Alabama School Choice Case Hearing Thursday in Montgomery Circuit Court;
On Thursday, February 6, the Institute for Justice, the nation’s leading legal advocate for school choice, will ask a judge to rule on behalf of parents who are using the Alabama Accountability Act to get their children into safe and effective schools of their choice. This key hearing involves the latest lawsuit orchestrated by the Alabama Education Association, a desperate effort to block the schoolhouse doors, not with the goal of keeping kids out, but with the specific goal of keeping kids in chronically failing schools.
The AEA claims, among other things, that the Accountability Act is unconstitutional because it violates prohibitions in the state constitution against direct funding of religious schools. But as the Alabama Supreme Court has made clear, helping students select the school of their choice does not violate those prohibitions because in that case, the aid benefits the student, not the school. The union’s argument flies in the face of other similar school choice programs that have existed for decades.

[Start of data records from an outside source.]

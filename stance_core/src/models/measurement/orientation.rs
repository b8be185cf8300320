// stance_core/src/models/measurement/orientation.rs

use nalgebra::{Matrix3, UnitQuaternion, Vector3};

use super::{sample_mismatch, MeasurementContext, MeasurementModelElement, PredictedMeasurement, SensorMount};
use crate::config::NoiseCovariance;
use crate::error::EstimationError;
use crate::messages::SensorSample;
use crate::types::BlockId;
use crate::utils::so3;

/// An attitude sensor reporting the measurement frame's rotation to world.
#[derive(Debug, Clone, PartialEq)]
pub struct OrientationSensorElement {
    pub name: String,
    pub mount: SensorMount,
    pub orientation: BlockId,
    pub noise: NoiseCovariance,
}

impl OrientationSensorElement {
    pub fn new(name: impl Into<String>, mount: SensorMount, orientation: BlockId, noise: NoiseCovariance) -> Self {
        Self {
            name: name.into(),
            mount,
            orientation,
            noise,
        }
    }

    fn measured<'a>(&self, sample: &'a SensorSample) -> Result<&'a UnitQuaternion<f64>, EstimationError> {
        match sample {
            SensorSample::Orientation(q) => Ok(q),
            _ => Err(sample_mismatch(&self.name, "Orientation")),
        }
    }

    fn predicted(&self, ctx: &MeasurementContext) -> Result<UnitQuaternion<f64>, EstimationError> {
        let measurement_in_estimation = self.mount.pose_in_estimation_frame(ctx)?.rotation;
        Ok(ctx.state.orientation(self.orientation) * measurement_in_estimation)
    }
}

impl MeasurementModelElement for OrientationSensorElement {
    fn name(&self) -> &str {
        &self.name
    }

    fn dependencies(&self) -> Vec<BlockId> {
        vec![self.orientation]
    }

    fn predict(&self, ctx: &MeasurementContext, _sample: &SensorSample) -> Result<PredictedMeasurement, EstimationError> {
        Ok(PredictedMeasurement::Rotation(self.predicted(ctx)?))
    }

    fn residual(&self, ctx: &MeasurementContext, sample: &SensorSample) -> Result<Vector3<f64>, EstimationError> {
        let measured = self.measured(sample)?;
        Ok(so3::local_difference(&self.predicted(ctx)?, measured))
    }

    fn jacobian_blocks(
        &self,
        ctx: &MeasurementContext,
        _sample: &SensorSample,
    ) -> Result<Vec<(BlockId, Matrix3<f64>)>, EstimationError> {
        // q * exp(d) * q_me = q * q_me * exp(R_em d)
        let r_em = self.mount.estimation_to_measurement(ctx)?;
        Ok(vec![(self.orientation, r_em.to_rotation_matrix().into_inner())])
    }

    fn noise_covariance(&self) -> &Matrix3<f64> {
        self.noise.matrix()
    }
}

#[cfg(test)]
mod tests {
    use super::*;
    use crate::kinematics::{JointKind, KinematicTree, RigidBodyTree};
    use crate::models::measurement::test_support::{analytic_block, numeric_jacobian};
    use crate::state::{BlockKind, GlobalState, StateLayout};
    use approx::assert_relative_eq;
    use nalgebra::Isometry3;

    #[test]
    fn test_residual_and_jacobian_on_tilted_mount() {
        let mut tree = RigidBodyTree::new("pelvis", 1.0, Vector3::zeros());
        let (chest, _) = tree
            .add_body(
                tree.root_body(),
                "chest",
                JointKind::Fixed,
                Isometry3::rotation(Vector3::new(0.0, 0.3, 0.0)),
                1.0,
                Vector3::zeros(),
            )
            .unwrap();

        let mut layout = StateLayout::new();
        let q = layout.add_block("orientation", BlockKind::Orientation).unwrap();
        let mut state = GlobalState::new(layout);
        state.set_orientation(q, &UnitQuaternion::from_euler_angles(0.2, 0.1, -0.4));

        let mount = SensorMount::new(chest, Isometry3::rotation(Vector3::new(0.1, 0.0, 0.5)));
        let element = OrientationSensorElement::new(
            "imu",
            mount,
            q,
            NoiseCovariance::from_std_dev("imu", 0.01).unwrap(),
        );

        let ctx = MeasurementContext {
            state: &state,
            tree: &tree,
            estimation_body: tree.root_body(),
        };
        let predicted = match element.predict(&ctx, &SensorSample::Orientation(UnitQuaternion::identity())).unwrap() {
            PredictedMeasurement::Rotation(r) => r,
            other => panic!("unexpected prediction {other:?}"),
        };
        let sample = SensorSample::Orientation(predicted);
        assert_relative_eq!(element.residual(&ctx, &sample).unwrap(), Vector3::zeros(), epsilon = 1e-12);

        let analytic = element.jacobian_blocks(&ctx, &sample).unwrap();
        // The residual moves opposite to the prediction.
        let numeric = numeric_jacobian(&state, q, |s| {
            let ctx = MeasurementContext {
                state: s,
                tree: &tree,
                estimation_body: tree.root_body(),
            };
            -element.residual(&ctx, &sample).unwrap()
        });
        assert_relative_eq!(analytic_block(&analytic, q), numeric, epsilon = 1e-6);
    }

    #[test]
    fn test_wrong_sample_kind_is_rejected() {
        let tree = RigidBodyTree::new("pelvis", 1.0, Vector3::zeros());
        let mut layout = StateLayout::new();
        let q = layout.add_block("orientation", BlockKind::Orientation).unwrap();
        let state = GlobalState::new(layout);
        let element = OrientationSensorElement::new(
            "imu",
            SensorMount::new(tree.root_body(), Isometry3::identity()),
            q,
            NoiseCovariance::from_std_dev("imu", 0.01).unwrap(),
        );
        let ctx = MeasurementContext {
            state: &state,
            tree: &tree,
            estimation_body: tree.root_body(),
        };
        let result = element.residual(&ctx, &SensorSample::AngularVelocity(Vector3::zeros()));
        assert!(matches!(result, Err(EstimationError::SampleMismatch { .. })));
    }
}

Today, the Institute for Justice released a report documenting how Alabama’s new school choice program is similar to successful programs in a dozen other states, as well as at least six other school choice programs already established in Alabama that help pre-K and post-secondary students attend public, private and religious schools—in nearly every case directly benefiting students, not the institutions they happen to choose.
Having defended every major school choice program in courts nationwide in the past 20-plus years, the Institute for Justice is confident that the landmark Alabama Accountability Act will be upheld in court. “The frivolous nature of the union’s claims reveals their desperation,” said Bert Gall, a senior attorney with the Institute for Justice.
The Act offers a lifeline to families that would like to escape failing public schools but have lacked the financial resources to do so until now. The Act empowers these families in two ways: First, it provides families whose children are assigned to failing public schools with refundable tax credits that the families can use to help pay tuition at private and out-of-district public schools. Second, the Act incentivizes the creation of private scholarships that families can also use to help pay tuition at private and out-of-district public schools. Individuals and corporations who donate to private nonprofit scholarship organizations, which issue the scholarships, receive a tax credit.
Arif Panju, an Institute for Justice attorney, said, “When the Act is upheld in court, it will help thousands of children who need access to additional educational options that will prepare them for a better life.”